Wordpress blocked in Thailand as well
First Wordpress.com was blocked in Turkey, now it seems like Thailand has followed suit. Reports have been coming in since August 22 that the Wordpress.com domain has been blocked by the state-owned TOT telecommunications company, preventing their users from accessing all blogs hosted on Wordpress.com.
The FACT (Freedom Against Censorship in Thailand) blog reports that "TOT is a Thai public company under the supervision of the Ministry of Information and Communication Technology. Its chairman of the board of directors is General Saprang Kalyanamitra, a member of Council for Democratic Reform who did the coup last year." Thailand has a particularly bad record with online censorship; the Royal Thai Police has blocked approximately 32500 websites, and last year pages from BBC One, BBC Two, CNN and Yahoo! News were blocked as well.

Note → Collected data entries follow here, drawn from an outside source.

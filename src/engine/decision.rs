//! Pure per-navigation decision logic.
//!
//! [`decide`] looks only at the event, the blocked-domain matcher and the
//! tab's current session flags. It performs no I/O; the caller applies the
//! returned [`SessionUpdate`] and carries out any redirect.

use super::error::EngineError;
use super::matcher::DomainMatcher;
use super::session::{TabId, TabSession};
use serde::{Deserialize, Serialize};
use url::Url;

/// A navigation reported by the browser.
#[derive(Debug, Clone, PartialEq, Eq, Serialize, Deserialize)]
#[serde(rename_all = "camelCase")]
pub struct NavigationEvent {
    pub tab_id: TabId,
    pub url: String,
    /// 0 for the tab's top-level frame.
    #[serde(default)]
    pub frame_id: i64,
}

impl NavigationEvent {
    pub fn top_level(tab_id: TabId, url: impl Into<String>) -> Self {
        Self {
            tab_id,
            url: url.into(),
            frame_id: 0,
        }
    }

    pub fn is_top_level(&self) -> bool {
        self.frame_id == 0
    }
}

#[derive(Debug, Clone, PartialEq, Eq, Serialize)]
#[serde(tag = "type", rename_all = "camelCase")]
pub enum Disposition {
    Ignore,
    PassThrough,
    /// Show the interstitial; `domain` is the blocked entry that matched.
    Intercept { domain: String },
}

#[derive(Debug, Clone, Copy, PartialEq, Eq, Serialize)]
#[serde(rename_all = "camelCase")]
pub enum IgnoreReason {
    SubFrame,
    ExtensionPage,
    NotBlocked,
}

#[derive(Debug, Clone, Copy, PartialEq, Eq)]
pub enum SessionUpdate {
    Keep,
    Reset,
    MarkOnInterstitial,
}

#[derive(Debug, Clone, PartialEq, Eq)]
pub struct Decision {
    pub disposition: Disposition,
    pub ignore_reason: Option<IgnoreReason>,
    /// Hostname of the navigation target, when one was parsed.
    pub host: Option<String>,
    pub session_update: SessionUpdate,
}

impl Decision {
    fn ignore(reason: IgnoreReason, host: Option<String>, update: SessionUpdate) -> Self {
        Self {
            disposition: Disposition::Ignore,
            ignore_reason: Some(reason),
            host,
            session_update: update,
        }
    }
}

/// Cheap checks that need neither the URL parsed nor stored state.
pub fn precheck(event: &NavigationEvent, extension_origin: &str) -> Option<IgnoreReason> {
    if !event.is_top_level() {
        return Some(IgnoreReason::SubFrame);
    }
    if !extension_origin.is_empty() && event.url.starts_with(extension_origin) {
        return Some(IgnoreReason::ExtensionPage);
    }
    None
}

/// Hostname of `url`; empty for URLs without one (`about:blank`, `data:`).
pub fn target_host(url: &str) -> Result<String, EngineError> {
    let parsed = Url::parse(url).map_err(|source| EngineError::InvalidUrl {
        url: url.to_string(),
        source,
    })?;
    Ok(parsed.host_str().unwrap_or_default().to_string())
}

pub fn decide(
    event: &NavigationEvent,
    matcher: &DomainMatcher,
    session: TabSession,
    extension_origin: &str,
) -> Result<Decision, EngineError> {
    if let Some(reason) = precheck(event, extension_origin) {
        return Ok(Decision::ignore(reason, None, SessionUpdate::Keep));
    }

    let host = target_host(&event.url)?;
    let Some(domain) = matcher.matching_entry(&host) else {
        return Ok(Decision::ignore(
            IgnoreReason::NotBlocked,
            Some(host),
            SessionUpdate::Reset,
        ));
    };

    if session.allowed_on_blocked_site || session.on_interstitial {
        return Ok(Decision {
            disposition: Disposition::PassThrough,
            ignore_reason: None,
            host: Some(host),
            session_update: SessionUpdate::Keep,
        });
    }

    Ok(Decision {
        disposition: Disposition::Intercept {
            domain: domain.to_string(),
        },
        ignore_reason: None,
        host: Some(host),
        session_update: SessionUpdate::MarkOnInterstitial,
    })
}
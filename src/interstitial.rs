//! The interstitial page's URL contract and prompt selection.

use rand::seq::SliceRandom;
use rand::Rng;
use url::Url;

pub const FALLBACK_PROMPT: &str = "Hold on...";

/// Builds `<base>?url=<original>&domain=<domain>&count=<count>`.
pub fn interstitial_url(
    base: &str,
    original_url: &str,
    domain: &str,
    count: u64,
) -> Result<String, url::ParseError> {
    let mut url = Url::parse(base)?;
    url.query_pairs_mut()
        .clear()
        .append_pair("url", original_url)
        .append_pair("domain", domain)
        .append_pair("count", &count.to_string());
    Ok(url.into())
}

/// What the interstitial reads back out of its own URL.
#[derive(Debug, Clone, Default, PartialEq, Eq)]
pub struct InterstitialParams {
    pub original_url: Option<String>,
    pub domain: Option<String>,
    pub count: u64,
}

impl InterstitialParams {
    pub fn parse(url: &str) -> Result<Self, url::ParseError> {
        let url = Url::parse(url)?;
        let mut params = Self::default();
        for (key, value) in url.query_pairs() {
            match key.as_ref() {
                "url" => params.original_url = Some(value.into_owned()),
                "domain" => params.domain = Some(value.into_owned()),
                // Unparseable counts read as zero
                "count" => params.count = value.parse().unwrap_or(0),
                _ => {}
            }
        }
        Ok(params)
    }
}

pub fn pick_prompt<'a, R: Rng + ?Sized>(prompts: &'a [String], rng: &mut R) -> &'a str {
    prompts
        .choose(rng)
        .map(String::as_str)
        .unwrap_or(FALLBACK_PROMPT)
}
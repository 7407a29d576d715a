use focus_gate::config::LoggingConfig;
use focus_gate::logger::memory_sink::recent;
use focus_gate::logger::{
    DecisionAction, DecisionLogEntry, DecisionLogSink, DecisionLogger, MemoryLogSink,
};
use std::time::Duration;

#[tokio::test]
async fn test_decision_logger_fans_out_to_memory_sink() {
    let config = LoggingConfig {
        enable: true,
        log_intercepts: true,
        log_all_navigations: false,
        format: "text".to_string(),
        level: "info".to_string(),
        decision_log_sinks: vec!["console".to_string(), "memory".to_string()],
        memory_capacity: 10,
    };

    let sink = MemoryLogSink::new(10);
    let buffer = sink.clone_buffer();
    let sinks: Vec<Box<dyn DecisionLogSink>> = vec![Box::new(sink)];
    let logger = DecisionLogger::new(config, sinks);

    let mut entry = DecisionLogEntry::new(7, "https://sub.reddit.com/", DecisionAction::Intercepted);
    entry.host = Some("sub.reddit.com".to_string());
    entry.domain = Some("reddit.com".to_string());
    entry.count = Some(1);
    logger.log(entry);

    // Filtered out: plain navigation logging is off
    logger.log(DecisionLogEntry::new(7, "https://docs.rs/", DecisionAction::Ignored));

    // Allow time for async task to process
    tokio::time::sleep(Duration::from_millis(100)).await;

    let entries = recent(&buffer, 10);
    assert_eq!(entries.len(), 1);
    assert_eq!(entries[0].action, DecisionAction::Intercepted);
    assert_eq!(entries[0].domain.as_deref(), Some("reddit.com"));
    assert_eq!(entries[0].count, Some(1));
}
pub mod console_sink;
pub mod memory_sink;
pub mod types;

pub use self::console_sink::ConsoleLogSink;
pub use self::memory_sink::{LogBuffer, MemoryLogSink};
pub use self::types::{DecisionAction, DecisionLogEntry, DecisionLogSink};

use crate::config::LoggingConfig;
use std::sync::Arc;
use tokio::sync::mpsc;
use tracing::warn;

/// Fans decision records out to the configured sinks, each on its own task.
pub struct DecisionLogger {
    config: LoggingConfig,
    sinks: Vec<mpsc::Sender<DecisionLogEntry>>,
}

impl DecisionLogger {
    /// Must be called from within a Tokio runtime. `extra_sinks` are added
    /// after the ones named in `config.decision_log_sinks`.
    pub fn new(config: LoggingConfig, extra_sinks: Vec<Box<dyn DecisionLogSink>>) -> Arc<Self> {
        let mut all_sinks: Vec<Box<dyn DecisionLogSink>> = Vec::new();

        for sink_type in &config.decision_log_sinks {
            match sink_type.as_str() {
                "console" => all_sinks.push(Box::new(ConsoleLogSink::new(&config.format))),
                // Built by the caller, which keeps the buffer handle.
                "memory" => {}
                other => warn!("Unknown decision log sink type: {}", other),
            }
        }
        all_sinks.extend(extra_sinks);

        let mut sinks = Vec::new();
        for sink in all_sinks {
            let (tx, mut rx) = mpsc::channel::<DecisionLogEntry>(1000);
            tokio::spawn(async move {
                while let Some(entry) = rx.recv().await {
                    sink.log(&entry);
                }
            });
            sinks.push(tx);
        }

        Arc::new(Self { config, sinks })
    }

    pub fn should_log(&self, action: DecisionAction) -> bool {
        if !self.config.enable {
            return false;
        }
        if action.is_gate_event() {
            self.config.log_intercepts
        } else {
            self.config.log_all_navigations
        }
    }

    pub fn log(&self, entry: DecisionLogEntry) {
        if !self.should_log(entry.action) {
            return;
        }
        // Fire and forget, a full sink drops the entry instead of stalling navigation
        for sink in &self.sinks {
            let _ = sink.try_send(entry.clone());
        }
    }
}

#[cfg(test)]
mod tests {
    use super::*;

    #[tokio::test]
    async fn test_filters_plain_navigation_by_default() {
        let logger = DecisionLogger::new(LoggingConfig::default(), vec![]);
        assert!(logger.should_log(DecisionAction::Intercepted));
        assert!(logger.should_log(DecisionAction::Declined));
        assert!(!logger.should_log(DecisionAction::Ignored));
        assert!(!logger.should_log(DecisionAction::PassedThrough));
    }

    #[tokio::test]
    async fn test_disabled_logging_drops_everything() {
        let config = LoggingConfig {
            enable: false,
            ..LoggingConfig::default()
        };
        let logger = DecisionLogger::new(config, vec![]);
        assert!(!logger.should_log(DecisionAction::Intercepted));
    }
}
use super::error::EngineError;
use super::session::TabId;

/// The browser side of the engine: what it can ask the host to do.
#[async_trait::async_trait]
pub trait BrowserHost: Send + Sync {
    /// Points `tab_id` at `url`.
    async fn update_tab(&self, tab_id: TabId, url: &str) -> Result<(), EngineError>;

    /// Sets the toolbar badge. An empty `text` hides it.
    async fn set_badge(&self, text: &str, color: Option<&str>) -> Result<(), EngineError>;
}
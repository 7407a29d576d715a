use super::{DecisionLogEntry, DecisionLogSink};
use std::collections::VecDeque;
use std::sync::{Arc, PoisonError, RwLock};

pub type LogBuffer = Arc<RwLock<VecDeque<DecisionLogEntry>>>;

/// Ring buffer of recent decisions, shared with the API.
pub struct MemoryLogSink {
    buffer: LogBuffer,
    capacity: usize,
}

impl MemoryLogSink {
    pub fn new(capacity: usize) -> Self {
        Self {
            buffer: Arc::new(RwLock::new(VecDeque::with_capacity(capacity))),
            capacity,
        }
    }

    // Allow sharing the buffer with API handlers
    pub fn clone_buffer(&self) -> LogBuffer {
        self.buffer.clone()
    }
}

/// Newest-first copy of up to `limit` entries.
pub fn recent(buffer: &LogBuffer, limit: usize) -> Vec<DecisionLogEntry> {
    let buffer = buffer.read().unwrap_or_else(PoisonError::into_inner);
    buffer.iter().rev().take(limit).cloned().collect()
}

impl DecisionLogSink for MemoryLogSink {
    fn log(&self, entry: &DecisionLogEntry) {
        if self.capacity == 0 {
            return;
        }
        let mut buffer = self.buffer.write().unwrap_or_else(PoisonError::into_inner);
        if buffer.len() >= self.capacity {
            buffer.pop_front();
        }
        buffer.push_back(entry.clone());
    }
}
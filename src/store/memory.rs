use super::{StateKey, StateRecord, StateStore, StoreError};
use async_trait::async_trait;
use std::sync::RwLock;

/// Process-lifetime store. Used when no database is configured and in tests.
#[derive(Debug, Default)]
pub struct MemoryStore {
    state: RwLock<StateRecord>,
}

impl MemoryStore {
    pub fn new() -> Self {
        Self::default()
    }

    pub fn with_state(state: StateRecord) -> Self {
        Self {
            state: RwLock::new(state),
        }
    }
}

#[async_trait]
impl StateStore for MemoryStore {
    async fn get(&self, keys: &[StateKey]) -> Result<StateRecord, StoreError> {
        let state = self
            .state
            .read()
            .map_err(|_| StoreError::Unavailable("memory store lock poisoned".to_string()))?;
        Ok(state.select(keys))
    }

    async fn set(&self, record: StateRecord) -> Result<(), StoreError> {
        let mut state = self
            .state
            .write()
            .map_err(|_| StoreError::Unavailable("memory store lock poisoned".to_string()))?;
        state.merge(record);
        Ok(())
    }
}

#[cfg(test)]
mod tests {
    use super::*;

    #[tokio::test]
    async fn test_get_returns_only_requested_keys() {
        let store = MemoryStore::with_state(StateRecord {
            blocked_domains: Some(vec!["reddit.com".to_string()]),
            block_prompts: Some(vec!["Bruh...".to_string()]),
            counters: None,
        });

        let record = store.get(&[StateKey::BlockPrompts]).await.unwrap();
        assert!(record.blocked_domains.is_none());
        assert_eq!(record.block_prompts, Some(vec!["Bruh...".to_string()]));

        let missing = store.get(&[StateKey::Counters]).await.unwrap();
        assert!(missing.is_empty());
    }
}
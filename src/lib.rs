//! focus-gate: puts a confirmation step in front of distracting sites and
//! keeps same-day visit counts for them.

pub mod api;
pub mod config;
pub mod counters;
pub mod engine;
pub mod init;
pub mod interstitial;
pub mod logger;
pub mod messages;
pub mod settings;
pub mod store;
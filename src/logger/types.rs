use crate::engine::TabId;
use chrono::{DateTime, Utc};
use serde::Serialize;

#[derive(Debug, Clone, Serialize)]
#[serde(rename_all = "camelCase")]
pub struct DecisionLogEntry {
    pub timestamp: DateTime<Utc>,
    pub tab_id: TabId,
    pub url: String,
    pub host: Option<String>,
    pub domain: Option<String>, // Matched blocked entry
    pub action: DecisionAction,
    pub count: Option<u64>, // Today's count after an intercept
}

impl DecisionLogEntry {
    pub fn new(tab_id: TabId, url: impl Into<String>, action: DecisionAction) -> Self {
        Self {
            timestamp: Utc::now(),
            tab_id,
            url: url.into(),
            host: None,
            domain: None,
            action,
            count: None,
        }
    }
}

#[derive(Debug, PartialEq, Eq, Clone, Copy, Serialize)]
pub enum DecisionAction {
    Ignored,
    PassedThrough,
    Intercepted,
    Allowed,
    Declined,
}

impl DecisionAction {
    /// Whether the entry records a user-facing gate event rather than plain traffic.
    pub fn is_gate_event(&self) -> bool {
        matches!(
            self,
            DecisionAction::Intercepted | DecisionAction::Allowed | DecisionAction::Declined
        )
    }
}

pub trait DecisionLogSink: Send + Sync {
    fn log(&self, entry: &DecisionLogEntry);
}
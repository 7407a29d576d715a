use anyhow::{Context, Result};
use serde::{Deserialize, Serialize};
use std::path::Path;
use tokio::fs;

#[derive(Debug, Deserialize, Serialize, Clone)]
pub struct Config {
    #[serde(default = "default_host")]
    pub host: String,
    #[serde(default = "default_port")]
    pub port: u16,

    /// Queued tab/badge commands waiting for the extension shim to drain.
    #[serde(default = "default_command_queue_capacity")]
    pub command_queue_capacity: usize,

    #[serde(default)]
    pub pages: PagesConfig,

    #[serde(default)]
    pub storage: StorageConfig,

    #[serde(default)]
    pub counters: CounterConfig,

    #[serde(default)]
    pub logging: LoggingConfig,

    #[serde(default)]
    pub defaults: DefaultsConfig,
}

#[derive(Debug, Deserialize, Serialize, Clone)]
pub struct PagesConfig {
    /// Origin of the extension's own pages; navigations under it are never gated.
    #[serde(default = "default_extension_origin")]
    pub extension_origin: String,
    #[serde(default = "default_interstitial_path")]
    pub interstitial_path: String,
    #[serde(default = "default_focus_path")]
    pub focus_path: String,
}

#[derive(Debug, Deserialize, Serialize, Clone, Copy, PartialEq, Eq)]
#[serde(rename_all = "lowercase")]
pub enum StorageBackend {
    Memory,
    Sqlite,
}

#[derive(Debug, Deserialize, Serialize, Clone)]
pub struct StorageConfig {
    #[serde(default = "default_storage_backend")]
    pub backend: StorageBackend,
    #[serde(default = "default_sqlite_path")]
    pub sqlite_path: String,
}

#[derive(Debug, Deserialize, Serialize, Clone, Copy, PartialEq, Eq)]
#[serde(rename_all = "lowercase")]
pub enum DayBoundary {
    Utc,
    Local,
}

#[derive(Debug, Deserialize, Serialize, Clone)]
pub struct CounterConfig {
    #[serde(default = "default_day_boundary")]
    pub day_boundary: DayBoundary,
}

#[derive(Debug, Deserialize, Serialize, Clone)]
pub struct LoggingConfig {
    #[serde(default = "default_log_enable")]
    pub enable: bool,
    #[serde(default = "default_log_intercepts")]
    pub log_intercepts: bool,
    #[serde(default = "default_log_all_navigations")]
    pub log_all_navigations: bool,
    #[serde(default = "default_log_format")]
    pub format: String,
    #[serde(default = "default_log_level")]
    pub level: String,
    #[serde(default = "default_decision_log_sinks")]
    pub decision_log_sinks: Vec<String>,
    #[serde(default = "default_memory_capacity")]
    pub memory_capacity: usize,
}

#[derive(Debug, Deserialize, Serialize, Clone)]
pub struct DefaultsConfig {
    #[serde(default = "default_blocked_domains")]
    pub blocked_domains: Vec<String>,
    #[serde(default = "default_prompts")]
    pub prompts: Vec<String>,
}

// Defaults
fn default_host() -> String {
    "127.0.0.1".to_string()
}
fn default_port() -> u16 {
    7878
}
fn default_command_queue_capacity() -> usize {
    256
}
fn default_extension_origin() -> String {
    "chrome-extension://focus-gate/".to_string()
}
fn default_interstitial_path() -> String {
    "block.html".to_string()
}
fn default_focus_path() -> String {
    "focus.html".to_string()
}
fn default_storage_backend() -> StorageBackend {
    StorageBackend::Memory
}
fn default_sqlite_path() -> String {
    "focus-gate.db".to_string()
}
fn default_day_boundary() -> DayBoundary {
    DayBoundary::Utc
}
fn default_log_enable() -> bool {
    true
}
fn default_log_intercepts() -> bool {
    true
}
fn default_log_all_navigations() -> bool {
    false
}
fn default_log_format() -> String {
    "text".to_string()
}
fn default_log_level() -> String {
    "info".to_string()
}
fn default_decision_log_sinks() -> Vec<String> {
    vec!["console".to_string(), "memory".to_string()]
}
fn default_memory_capacity() -> usize {
    100
}
fn default_blocked_domains() -> Vec<String> {
    vec![
        "tiktok.com".to_string(),
        "twitter.com".to_string(),
        "reddit.com".to_string(),
    ]
}
fn default_prompts() -> Vec<String> {
    ["Hold on...", "Bruh...", "Girl...", "Come on...", "Hoss..."]
        .into_iter()
        .map(String::from)
        .collect()
}

impl Default for Config {
    fn default() -> Self {
        Self {
            host: default_host(),
            port: default_port(),
            command_queue_capacity: default_command_queue_capacity(),
            pages: PagesConfig::default(),
            storage: StorageConfig::default(),
            counters: CounterConfig::default(),
            logging: LoggingConfig::default(),
            defaults: DefaultsConfig::default(),
        }
    }
}

impl Default for PagesConfig {
    fn default() -> Self {
        Self {
            extension_origin: default_extension_origin(),
            interstitial_path: default_interstitial_path(),
            focus_path: default_focus_path(),
        }
    }
}

impl Default for StorageConfig {
    fn default() -> Self {
        Self {
            backend: default_storage_backend(),
            sqlite_path: default_sqlite_path(),
        }
    }
}

impl Default for CounterConfig {
    fn default() -> Self {
        Self {
            day_boundary: default_day_boundary(),
        }
    }
}

impl Default for LoggingConfig {
    fn default() -> Self {
        Self {
            enable: default_log_enable(),
            log_intercepts: default_log_intercepts(),
            log_all_navigations: default_log_all_navigations(),
            format: default_log_format(),
            level: default_log_level(),
            decision_log_sinks: default_decision_log_sinks(),
            memory_capacity: default_memory_capacity(),
        }
    }
}

impl Default for DefaultsConfig {
    fn default() -> Self {
        Self {
            blocked_domains: default_blocked_domains(),
            prompts: default_prompts(),
        }
    }
}

impl Config {
    pub async fn load(path: impl AsRef<Path>) -> Result<Self> {
        let contents = fs::read_to_string(path)
            .await
            .context("Failed to read config file")?;
        let config: Config = toml::from_str(&contents).context("Failed to parse config TOML")?;
        Ok(config)
    }
}

impl PagesConfig {
    /// Joins an extension-relative page path onto the extension origin.
    pub fn page_url(&self, path: &str) -> String {
        format!(
            "{}/{}",
            self.extension_origin.trim_end_matches('/'),
            path.trim_start_matches('/')
        )
    }

    pub fn interstitial_url(&self) -> String {
        self.page_url(&self.interstitial_path)
    }

    pub fn focus_url(&self) -> String {
        self.page_url(&self.focus_path)
    }
}

#[cfg(test)]
mod tests {
    use super::*;

    #[test]
    fn test_partial_toml_falls_back_to_defaults() {
        let config: Config = toml::from_str(
            r#"
            port = 9000

            [storage]
            backend = "sqlite"

            [counters]
            day_boundary = "local"
            "#,
        )
        .unwrap();

        assert_eq!(config.port, 9000);
        assert_eq!(config.host, "127.0.0.1");
        assert_eq!(config.storage.backend, StorageBackend::Sqlite);
        assert_eq!(config.storage.sqlite_path, "focus-gate.db");
        assert_eq!(config.counters.day_boundary, DayBoundary::Local);
        assert_eq!(config.defaults.blocked_domains.len(), 3);
        assert_eq!(config.defaults.prompts.len(), 5);
    }

    #[test]
    fn test_page_urls_join_cleanly() {
        let pages = PagesConfig {
            extension_origin: "chrome-extension://abc/".to_string(),
            interstitial_path: "/block.html".to_string(),
            focus_path: "focus.html".to_string(),
        };
        assert_eq!(pages.interstitial_url(), "chrome-extension://abc/block.html");
        assert_eq!(pages.focus_url(), "chrome-extension://abc/focus.html");
    }
}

This is getting very worrying. This is a state-owned company censoring what their users can see; it's no different to media being owned by governments in China and North Korea. If you add Pakistan's ban on Blogspot and the Great Firewall of China as well, that's four major countries blocking Western media, and three of those countries are supposed to be allies. I'm starting to wonder if there's more of a political game going on here than we thought. Internations Musings compared the ban in Turkey to a fatwa rather than a court decision, and if you think of Kareem's imprisonment as well, it's very worrying.
So how do we respond? FACT has an online petition, and another against censorship in Thailand; you might want to stop by and sign both. In the end this is something only the folks at Wordpress can sort out, but it's left bloggers in Turkey and now some in Thailand stranded and we can't just ignore that.
Perhaps devblog's idea to use a blog outside of WP.com encouraging bloggers to voice their concerns is a good idea. Add instructions for how to access their blogs through TOR and at least we'd be doing something productive. Any other ideas?